With less than a year to go before the 2022 elections and as one of the most vulnerable governors in the country seeking another term in office, it’s notable how Governor Laura Kelly recently appears to be “reddening.”

As in turning more Republican…as in suddenly trying to convince Kansans after three years as a lockdown, lockstep follower of Democrat-inspired liberal policy that she’s really just a centrist at heart after all. 

Alas, Kansans have longer memories.

Kelly appeared almost Reaganesque in her opposition to President Biden’s ill-fated vaccine mandates. This of course against the background rumble of members of the Kansas House and Senate rummaging in their desks for a pen to sign the petition to convene a special session of the legislature to wiggle Kansas out from underneath them. With the groundswell of public opinion to such edicts more than apparent in Kansas and Joe Biden about as popular in the state as ringworm, the heretofore rule-loving Kelly appeared all on board with the majority GOP.

It all worked in concert with Kelly first minimizing and then showing the door to white-coated Lee Norman, the nouveau pandemic Colonel Sanders stunt double who headed the Kansas Department of Health and Environment, and the most identifiable image of Kelly’s Covid lockdown and mask mandate attempts.

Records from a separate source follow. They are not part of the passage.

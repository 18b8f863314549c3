//! # rotlib Core Library
//!
//! A library for turning a small molecule (or an unnatural amino acid) into a rotamer-enabled
//! residue for a molecular mechanics docking engine: it picks a rigid core, orders the atoms
//! into a z-matrix tree, groups the rotatable bonds into independent side-chain libraries and
//! writes the grid libraries and assignment script the engine consumes.
//!
//! ## Architectural Philosophy
//!
//! The library follows a strict three-layer architecture:
//!
//! - **[`core`]: The Foundation.** Stateless data models (`MoleculeGraph`), file formats
//!   (structure input, torsion lists, z-matrix templates, library files) and the pure
//!   Cartesian/internal coordinate transforms.
//!
//! - **[`engine`]: The Logic Core.** The graph algorithms that decide the shape of the tree:
//!   rigid-core selection and ranking, ring merging, and tree construction, together with
//!   the build configuration, error types and progress reporting.
//!
//! - **[`workflows`]: The Public API.** Ties `engine` and `core` together into the complete
//!   library-building procedure.

pub mod core;
pub mod engine;
pub mod workflows;
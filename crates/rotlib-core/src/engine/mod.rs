//! # Engine Module
//!
//! Graph algorithms that turn a molecule and its rotatable bonds into a z-matrix tree.
//!
//! ## Overview
//!
//! A library build first picks a root whose rigid core keeps every rotatable chain as short
//! as possible, then labels each atom with its rank (hops from the core) and its branch
//! group, and finally lays the atoms out as a parent-pointer tree that the coordinate
//! converter can walk.
//!
//! ## Architecture
//!
//! - **Configuration** ([`config`]) - Immutable build settings and their builder
//! - **Core Selection** ([`core_selector`]) - Rigid components, ranks, root choice, groups and
//!   the per-group torsion ceiling
//! - **Ring Merging** ([`rings`]) - Promotion of ring bonds to jointly sampled ring torsions
//! - **Tree Building** ([`tree`]) - Ordering and parent arrays, plus torsion anchoring
//! - **Progress Monitoring** ([`progress`]) - Phase and task callbacks
//! - **Error Handling** ([`error`]) - Engine error taxonomy

pub mod config;
pub mod core_selector;
pub mod error;
pub mod progress;
pub mod rings;
pub mod tree;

The more Norman pressed government power over Kansans’ belief in their pesky civil rights, the more Covid baggage Kelly had to carry into November 2022. 

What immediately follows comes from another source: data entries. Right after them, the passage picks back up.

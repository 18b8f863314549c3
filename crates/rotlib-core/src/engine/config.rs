use crate::core::models::molecule::MoleculeGraph;
use crate::core::rotamers::assignment::free_library_label;
use serde::Deserialize;
use std::fmt;
use std::str::FromStr;
use thiserror::Error;

#[derive(Debug, Error, PartialEq, Clone)]
pub enum ConfigError {
    #[error("The {name} resolution must be a positive number of degrees, got {value}")]
    InvalidResolution { name: &'static str, value: f64 },
    #[error("No free grid library exists for a {0} degree resolution")]
    UnsupportedGridResolution(f64),
    #[error("The torsion ceiling must allow at least one torsion per group")]
    ZeroTorsionLimit,
    #[error("An R-group root cannot be combined with {0}")]
    RGroupRootConflict(&'static str),
    #[error("Invalid {kind} '{value}'")]
    InvalidValue { kind: &'static str, value: String },
}

/// How bonds inside rings are treated.
#[derive(Debug, Clone, Copy, PartialEq, Eq, Default, Deserialize)]
#[serde(rename_all = "lowercase")]
pub enum RingMode {
    /// Ring bonds stay rigid.
    #[default]
    Off,
    /// Ring bonds are sampled together with the free torsions.
    On,
    /// Only ring bonds are sampled.
    Only,
}

#[derive(Debug, Clone, Copy, PartialEq, Eq, Default, Deserialize)]
#[serde(rename_all = "lowercase")]
pub enum LibraryMode {
    /// Free grid libraries per torsion, plus ring libraries from conformers.
    #[default]
    Combinatorial,
    /// One library per group, quantized from sampled conformers.
    Conformer,
}

#[derive(Debug, Clone, Copy, PartialEq, Eq, Default, Deserialize)]
#[serde(rename_all = "kebab-case")]
pub enum ResidueMode {
    #[default]
    Ligand,
    /// Amino acid with an N-CA-C backbone that is rooted at N.
    UnnaturalAminoAcid,
}

macro_rules! keyword_enum {
    ($ty:ty, $kind:literal, { $($variant:path => $text:literal),+ $(,)? }) => {
        impl FromStr for $ty {
            type Err = ConfigError;

            fn from_str(s: &str) -> Result<Self, Self::Err> {
                match s.trim().to_ascii_lowercase().as_str() {
                    $($text => Ok($variant),)+
                    _ => Err(ConfigError::InvalidValue {
                        kind: $kind,
                        value: s.to_string(),
                    }),
                }
            }
        }

        impl fmt::Display for $ty {
            fn fmt(&self, f: &mut fmt::Formatter<'_>) -> fmt::Result {
                f.write_str(match self {
                    $($variant => $text,)+
                })
            }
        }
    };
}

keyword_enum!(RingMode, "ring mode", {
    RingMode::Off => "off",
    RingMode::On => "on",
    RingMode::Only => "only",
});

keyword_enum!(LibraryMode, "library mode", {
    LibraryMode::Combinatorial => "combinatorial",
    LibraryMode::Conformer => "conformer",
});

keyword_enum!(ResidueMode, "residue mode", {
    ResidueMode::Ligand => "ligand",
    ResidueMode::UnnaturalAminoAcid => "unnatural-amino-acid",
});

/// An atom picked by 0-based index or by name.
#[derive(Debug, Clone, PartialEq, Eq, Hash)]
pub enum AtomSelector {
    Index(usize),
    Name(String),
}

impl AtomSelector {
    pub fn resolve(&self, molecule: &MoleculeGraph) -> Option<usize> {
        match self {
            AtomSelector::Index(index) => (*index < molecule.atom_count()).then_some(*index),
            AtomSelector::Name(name) => molecule.find_atom(name),
        }
    }
}

impl FromStr for AtomSelector {
    type Err = ConfigError;

    fn from_str(s: &str) -> Result<Self, Self::Err> {
        let trimmed = s.trim();
        if trimmed.is_empty() {
            return Err(ConfigError::InvalidValue {
                kind: "atom",
                value: s.to_string(),
            });
        }
        Ok(match trimmed.parse::<usize>() {
            Ok(index) => AtomSelector::Index(index),
            Err(_) => AtomSelector::Name(trimmed.to_string()),
        })
    }
}

impl fmt::Display for AtomSelector {
    fn fmt(&self, f: &mut fmt::Formatter<'_>) -> fmt::Result {
        match self {
            AtomSelector::Index(index) => write!(f, "{}", index),
            AtomSelector::Name(name) => f.write_str(name),
        }
    }
}

pub type AtomPair = (AtomSelector, AtomSelector);

/// Settings for one library build.
#[derive(Debug, Clone, PartialEq)]
pub struct BuildConfig {
    /// Grid step in degrees for free torsions and for conformer quantization.
    pub grid_resolution: f64,
    /// Grid step for hydroxyl-like torsions; falls back to `grid_resolution`.
    pub hydroxyl_resolution: Option<f64>,
    pub ring_mode: RingMode,
    /// Forced tree root; chosen automatically when absent.
    pub root: Option<AtomSelector>,
    /// Attachment atom of the R-group to sample; the root becomes the atom farthest from it
    /// and earlier template atoms stay on the main chain.
    pub r_group_root: Option<AtomSelector>,
    /// Largest number of torsions any one group may hold.
    pub max_torsions: Option<usize>,
    /// Replaces the rotatable bond list read from disk.
    pub torsions: Option<Vec<AtomPair>>,
    /// Bonds removed from the rotatable set.
    pub fixed_bonds: Vec<AtomPair>,
    /// Bonds sampled by the backbone library instead of a side library.
    pub backbone_torsions: Vec<AtomPair>,
    /// Split non-core atoms into independent branch groups.
    pub multiple_libraries: bool,
    pub residue_mode: ResidueMode,
    pub library_mode: LibraryMode,
    /// Overrides the residue name taken from the structure.
    pub residue_name: Option<String>,
}

impl BuildConfig {
    pub fn hydroxyl_grid(&self) -> f64 {
        self.hydroxyl_resolution.unwrap_or(self.grid_resolution)
    }
}

impl Default for BuildConfig {
    fn default() -> Self {
        Self {
            grid_resolution: 10.0,
            hydroxyl_resolution: None,
            ring_mode: RingMode::Off,
            root: None,
            r_group_root: None,
            max_torsions: None,
            torsions: None,
            fixed_bonds: Vec::new(),
            backbone_torsions: Vec::new(),
            multiple_libraries: true,
            residue_mode: ResidueMode::Ligand,
            library_mode: LibraryMode::Combinatorial,
            residue_name: None,
        }
    }
}

#[derive(Default)]
pub struct BuildConfigBuilder {
    grid_resolution: Option<f64>,
    hydroxyl_resolution: Option<f64>,
    ring_mode: Option<RingMode>,
    root: Option<AtomSelector>,
    r_group_root: Option<AtomSelector>,
    max_torsions: Option<usize>,
    torsions: Option<Vec<AtomPair>>,
    fixed_bonds: Vec<AtomPair>,
    backbone_torsions: Vec<AtomPair>,
    multiple_libraries: Option<bool>,
    residue_mode: Option<ResidueMode>,
    library_mode: Option<LibraryMode>,
    residue_name: Option<String>,
}

impl BuildConfigBuilder {
    pub fn new() -> Self {
        Self::default()
    }

    pub fn grid_resolution(mut self, degrees: f64) -> Self {
        self.grid_resolution = Some(degrees);
        self
    }
    pub fn hydroxyl_resolution(mut self, degrees: Option<f64>) -> Self {
        self.hydroxyl_resolution = degrees;
        self
    }
    pub fn ring_mode(mut self, mode: RingMode) -> Self {
        self.ring_mode = Some(mode);
        self
    }
    pub fn root(mut self, root: Option<AtomSelector>) -> Self {
        self.root = root;
        self
    }
    pub fn r_group_root(mut self, atom: Option<AtomSelector>) -> Self {
        self.r_group_root = atom;
        self
    }
    pub fn max_torsions(mut self, limit: Option<usize>) -> Self {
        self.max_torsions = limit;
        self
    }
    pub fn torsions(mut self, torsions: Option<Vec<AtomPair>>) -> Self {
        self.torsions = torsions;
        self
    }
    pub fn fixed_bonds(mut self, bonds: Vec<AtomPair>) -> Self {
        self.fixed_bonds = bonds;
        self
    }
    pub fn backbone_torsions(mut self, bonds: Vec<AtomPair>) -> Self {
        self.backbone_torsions = bonds;
        self
    }
    pub fn multiple_libraries(mut self, enabled: bool) -> Self {
        self.multiple_libraries = Some(enabled);
        self
    }
    pub fn residue_mode(mut self, mode: ResidueMode) -> Self {
        self.residue_mode = Some(mode);
        self
    }
    pub fn library_mode(mut self, mode: LibraryMode) -> Self {
        self.library_mode = Some(mode);
        self
    }
    pub fn residue_name(mut self, name: Option<String>) -> Self {
        self.residue_name = name;
        self
    }

    pub fn build(self) -> Result<BuildConfig, ConfigError> {
        let defaults = BuildConfig::default();
        let config = BuildConfig {
            grid_resolution: self.grid_resolution.unwrap_or(defaults.grid_resolution),
            hydroxyl_resolution: self.hydroxyl_resolution,
            ring_mode: self.ring_mode.unwrap_or(defaults.ring_mode),
            root: self.root,
            r_group_root: self.r_group_root,
            max_torsions: self.max_torsions,
            torsions: self.torsions,
            fixed_bonds: self.fixed_bonds,
            backbone_torsions: self.backbone_torsions,
            multiple_libraries: self.multiple_libraries.unwrap_or(defaults.multiple_libraries),
            residue_mode: self.residue_mode.unwrap_or(defaults.residue_mode),
            library_mode: self.library_mode.unwrap_or(defaults.library_mode),
            residue_name: self
                .residue_name
                .map(|name| name.trim().to_string())
                .filter(|name| !name.is_empty()),
        };

        check_resolution("grid", config.grid_resolution)?;
        if let Some(hydroxyl) = config.hydroxyl_resolution {
            check_resolution("hydroxyl", hydroxyl)?;
        }
        if config.r_group_root.is_some() {
            if config.root.is_some() {
                return Err(ConfigError::RGroupRootConflict("an explicit root"));
            }
            if config.residue_mode == ResidueMode::UnnaturalAminoAcid {
                return Err(ConfigError::RGroupRootConflict("amino acid mode"));
            }
        }
        if config.max_torsions == Some(0) {
            return Err(ConfigError::ZeroTorsionLimit);
        }
        if config.library_mode == LibraryMode::Combinatorial {
            for resolution in [config.grid_resolution, config.hydroxyl_grid()] {
                if free_library_label(resolution).is_none() {
                    return Err(ConfigError::UnsupportedGridResolution(resolution));
                }
            }
        }
        Ok(config)
    }
}

fn check_resolution(name: &'static str, value: f64) -> Result<(), ConfigError> {
    if value.is_finite() && value > 0.0 && value <= 360.0 {
        Ok(())
    } else {
        Err(ConfigError::InvalidResolution { name, value })
    }
}

#[cfg(test)]
mod tests {
    use super::*;
    use crate::core::models::atom::{Atom, Element};
    use crate::core::models::topology::Bond;

    #[test]
    fn builder_applies_defaults() {
        let config = BuildConfigBuilder::new().build().unwrap();
        assert_eq!(config, BuildConfig::default());
        assert_eq!(config.grid_resolution, 10.0);
        assert!(config.multiple_libraries);
        assert_eq!(config.hydroxyl_grid(), 10.0);
    }

    #[test]
    fn builder_rejects_non_positive_resolution() {
        let err = BuildConfigBuilder::new().grid_resolution(0.0).build().unwrap_err();
        assert_eq!(
            err,
            ConfigError::InvalidResolution {
                name: "grid",
                value: 0.0
            }
        );
        let err = BuildConfigBuilder::new()
            .hydroxyl_resolution(Some(-5.0))
            .build()
            .unwrap_err();
        assert!(matches!(
            err,
            ConfigError::InvalidResolution {
                name: "hydroxyl",
                ..
            }
        ));
    }

    #[test]
    fn combinatorial_mode_requires_a_free_library_grid() {
        let err = BuildConfigBuilder::new().grid_resolution(7.0).build().unwrap_err();
        assert_eq!(err, ConfigError::UnsupportedGridResolution(7.0));

        let err = BuildConfigBuilder::new()
            .hydroxyl_resolution(Some(25.0))
            .build()
            .unwrap_err();
        assert_eq!(err, ConfigError::UnsupportedGridResolution(25.0));
    }

    #[test]
    fn conformer_mode_accepts_any_positive_grid() {
        let config = BuildConfigBuilder::new()
            .library_mode(LibraryMode::Conformer)
            .grid_resolution(7.0)
            .build()
            .unwrap();
        assert_eq!(config.grid_resolution, 7.0);
    }

    #[test]
    fn zero_torsion_ceiling_is_rejected() {
        let err = BuildConfigBuilder::new().max_torsions(Some(0)).build().unwrap_err();
        assert_eq!(err, ConfigError::ZeroTorsionLimit);
    }

    #[test]
    fn blank_residue_name_is_dropped() {
        let config = BuildConfigBuilder::new()
            .residue_name(Some("  ".to_string()))
            .build()
            .unwrap();
        assert_eq!(config.residue_name, None);
    }

    #[test]
    fn mode_keywords_parse_case_insensitively() {
        assert_eq!("ONLY".parse::<RingMode>().unwrap(), RingMode::Only);
        assert_eq!("conformer".parse::<LibraryMode>().unwrap(), LibraryMode::Conformer);
        assert_eq!(
            "unnatural-amino-acid".parse::<ResidueMode>().unwrap(),
            ResidueMode::UnnaturalAminoAcid
        );
        assert!(matches!(
            "sometimes".parse::<RingMode>(),
            Err(ConfigError::InvalidValue {
                kind: "ring mode",
                ..
            })
        ));
        assert_eq!(RingMode::On.to_string(), "on");
    }

    #[test]
    fn atom_selector_parses_indices_and_names() {
        assert_eq!("12".parse::<AtomSelector>().unwrap(), AtomSelector::Index(12));
        assert_eq!(
            " C1 ".parse::<AtomSelector>().unwrap(),
            AtomSelector::Name("C1".to_string())
        );
        assert!("".parse::<AtomSelector>().is_err());
    }

    #[test]
    fn atom_selector_resolves_against_molecule() {
        let atoms = vec![
            Atom::new(0, Element::C, " C1 ", "LIG"),
            Atom::new(1, Element::O, " O1 ", "LIG"),
        ];
        let molecule = MoleculeGraph::new(atoms, [Bond::new(0, 1)]).unwrap();
        assert_eq!(AtomSelector::Index(1).resolve(&molecule), Some(1));
        assert_eq!(AtomSelector::Index(2).resolve(&molecule), None);
        assert_eq!(AtomSelector::Name("O1".into()).resolve(&molecule), Some(1));
        assert_eq!(AtomSelector::Name("N9".into()).resolve(&molecule), None);
    }

    #[test]
    fn builder_rejects_r_group_root_with_other_roots() {
        let err = BuildConfigBuilder::new()
            .root(Some(AtomSelector::Index(0)))
            .r_group_root(Some(AtomSelector::Index(3)))
            .build()
            .unwrap_err();
        assert_eq!(err, ConfigError::RGroupRootConflict("an explicit root"));

        let err = BuildConfigBuilder::new()
            .residue_mode(ResidueMode::UnnaturalAminoAcid)
            .r_group_root(Some(AtomSelector::Index(3)))
            .build()
            .unwrap_err();
        assert_eq!(err, ConfigError::RGroupRootConflict("amino acid mode"));
    }
}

The timing was perfect. Kelly cartwheeled to the podium to sign Republican initiated special session bills refuting Biden’s vaccine mandates, and then raised the ante by handing Norman his pink slip.

With Kelly now presenting as an individual rights team player practically deserving of her own MAGA hat, she and Allen County’s grant-wrangling boy wonder-turned Lieutenant Governor, David Toland, last week lassoed nearly every investment made by private businesses in the state of late to paint themselves as the Batman and Robin of state economic development. While the pandemic raged, Toland said, the duo’s meticulous attention and savvy negotiating put a strong and comforting arm around beleaguered businesses and brought bounty to the Kansas economy, for which we should all rejoice.

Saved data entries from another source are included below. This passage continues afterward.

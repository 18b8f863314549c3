use rotlib::engine::config::{AtomPair, AtomSelector};
use thiserror::Error;

#[derive(Debug, Error, PartialEq, Eq)]
pub enum ParseError {
    #[error("Invalid atom pair '{0}'. Expected 'A:B' with atom indices or names (e.g., 'C1:C2').")]
    InvalidAtomPair(String),

    #[error("Atom '{atom}' cannot be empty in pair '{pair}'.")]
    EmptyAtom { atom: &'static str, pair: String },
}

/// Parses `A:B` (or `A,B`) into a pair of atom selectors.
pub fn parse_atom_pair(s: &str) -> Result<AtomPair, ParseError> {
    let (a, b) = s
        .split_once([':', ','])
        .ok_or_else(|| ParseError::InvalidAtomPair(s.to_string()))?;
    let selector = |text: &str, atom: &'static str| -> Result<AtomSelector, ParseError> {
        text.parse().map_err(|_| ParseError::EmptyAtom {
            atom,
            pair: s.to_string(),
        })
    };
    Ok((selector(a, "first")?, selector(b, "second")?))
}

It was indeed a staggering turnaround, especially considering one of Kelly’s first moves as governor was to retain the tax refunds due Kansas residents, businesses and corporations that should have been ours due to Trump’s early revisions of the federal tax code.  Kelly kept money that was ours to begin with, then claimed credit for the financial risks taken by every company that sought to expand in Kansas, while vetoing several additional tax cut measures forwarded by Republicans in 2019 that would have put more of your own money back into your own pocket or to reinvest in your own business.

Interestingly, the press release touting the Kelly/Toland team’s new economic empire neglected to mention their piece de resistance – the months-long lockdown and restrictions of mainstreet small businesses across the state that did nothing to stop Covid but did manage to financially strangle local commerce and the people who depend on it. The final tally of that economic damage in lost sales, wages and residual economic activity may never be totaled. The damage dwarfs that done by Kelly’s pal and fellow Democrat Governor Kathleen Sebelius when she canned the $3 billion Holcomb power plant project years ago.

But those aren’t the only bitter memories that inch into this vision of the reddening, election-bound Governor. There was her veto of a bill that would have protected female athletes in Kansas’ high schools and colleges from having to compete against boys who say they’re girls; there was the continual effort to expand Medicaid benefits to more able bodied Kansans regardless of the damaging cost implications; there was her creation of a preferred class of Kansans by granting LGBTQ state workers employment rights which their straight co-workers don’t have.

Headed into the election amid what will be 2022’s Red Tusunami, Governor Kelly would like to be remembered for a handful of recent actions that make her look anything other than the leftist policy groupee who worked to turn Kansas into another Blue State disaster. But Kansas voters next November will see Kelly’s recent turnaround for what it is – a ruse of rouge.


– Dane Hicks is publisher of The Anderson County Review in Garnett, Ks.